Work task:
Go through the listing below from its first line and repeat each line exactly, ending at the line containing "pub struct LoadedUpload" and including it.
□ □ □ □
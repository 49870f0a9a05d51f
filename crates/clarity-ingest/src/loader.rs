//! Upload entry point: format detection, size check, digest and parsing.

use std::fmt;
use std::path::Path;

use clarity_model::RawSheet;
use sha2::{Digest, Sha256};

use crate::delimited::parse_csv;
use crate::error::{IngestError, Result};
use crate::workbook::read_workbook;

/// Maximum upload size (500 MB).
pub const MAX_UPLOAD_SIZE: u64 = 500 * 1024 * 1024;

/// Source format of an upload, from its extension.
#[derive(Debug, Clone, Copy, PartialEq, Eq)]
pub enum UploadFormat {
    Csv,
    Workbook,
}

impl UploadFormat {
    pub fn from_path(path: &Path) -> Result<Self> {
        let extension = path
            .extension()
            .and_then(|ext| ext.to_str())
            .map(str::to_ascii_lowercase)
            .unwrap_or_default();
        match extension.as_str() {
            "csv" => Ok(Self::Csv),
            "xlsx" | "xlsm" | "xlsb" | "xls" | "ods" => Ok(Self::Workbook),
            _ => Err(IngestError::UnsupportedFormat {
                path: path.to_path_buf(),
                extension,
            }),
        }
    }
}

impl fmt::Display for UploadFormat {
    fn fmt(&self, f: &mut fmt::Formatter<'_>) -> fmt::Result {
        match self {
            Self::Csv => f.write_str("csv"),
            Self::Workbook => f.write_str("workbook"),
        }
    }
}

/// Sheets read from one upload, in source order.
#[derive(Debug, Clone)]
pub struct LoadedUpload {
    pub format: UploadFormat,
    pub sheets: Vec<RawSheet>,
    /// Hex SHA-256 of the file bytes.
    pub sha256: String,
}

/// Fails when the file is larger than `max_size`.
pub fn check_file_size_with_limit(path: &Path, max_size: u64) -> Result<()> {
    let metadata = std::fs::metadata(path).map_err(|e| IngestError::from_io(path, e))?;
    if metadata.len() > max_size {
        return Err(IngestError::FileTooLarge {
            path: path.to_path_buf(),
            size: metadata.len(),
            max_size,
        });
    }
    Ok(())
}

/// Hex SHA-256 of a byte slice.
pub fn sha256_hex(bytes: &[u8]) -> String {
    hex::encode(Sha256::digest(bytes))
}

/// Loads an upload with the default size limit.
pub fn load_upload(path: &Path) -> Result<LoadedUpload> {
    load_upload_with_limit(path, MAX_UPLOAD_SIZE)
}

/// Reads a CSV or workbook into untyped sheets with no header assumption.
pub fn load_upload_with_limit(path: &Path, max_size: u64) -> Result<LoadedUpload> {
    let format = UploadFormat::from_path(path)?;
    check_file_size_with_limit(path, max_size)?;

    let bytes = std::fs::read(path).map_err(|e| IngestError::from_io(path, e))?;
    let sha256 = sha256_hex(&bytes);

    let sheets = match format {
        UploadFormat::Csv => vec![parse_csv(path, &bytes)?],
        UploadFormat::Workbook => read_workbook(path)?,
    };

    tracing::info!(
        path = %path.display(),
        %format,
        sheets = sheets.len(),
        "loaded upload"
    );
    Ok(LoadedUpload {
        format,
        sheets,
        sha256,
    })
}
□ □ □ □
Task result:
repository 49870f0a9a05d51f
filename crates/clarity-ingest/src/loader.rs
//! Upload entry point: format detection, size check, digest and parsing.

use std::fmt;
use std::path::Path;

use clarity_model::RawSheet;
use sha2::{Digest, Sha256};

use crate::delimited::parse_csv;
use crate::error::{IngestError, Result};
use crate::workbook::read_workbook;

/// Maximum upload size (500 MB).
pub const MAX_UPLOAD_SIZE: u64 = 500 * 1024 * 1024;

/// Source format of an upload, from its extension.
#[derive(Debug, Clone, Copy, PartialEq, Eq)]
pub enum UploadFormat {
    Csv,
    Workbook,
}

impl UploadFormat {
    pub fn from_path(path: &Path) -> Result<Self> {
        let extension = path
            .extension()
            .and_then(|ext| ext.to_str())
            .map(str::to_ascii_lowercase)
            .unwrap_or_default();
        match extension.as_str() {
            "csv" => Ok(Self::Csv),
            "xlsx" | "xlsm" | "xlsb" | "xls" | "ods" => Ok(Self::Workbook),
            _ => Err(IngestError::UnsupportedFormat {
                path: path.to_path_buf(),
                extension,
            }),
        }
    }
}

impl fmt::Display for UploadFormat {
    fn fmt(&self, f: &mut fmt::Formatter<'_>) -> fmt::Result {
        match self {
            Self::Csv => f.write_str("csv"),
            Self::Workbook => f.write_str("workbook"),
        }
    }
}

/// Sheets read from one upload, in source order.
#[derive(Debug, Clone)]
pub struct LoadedUpload {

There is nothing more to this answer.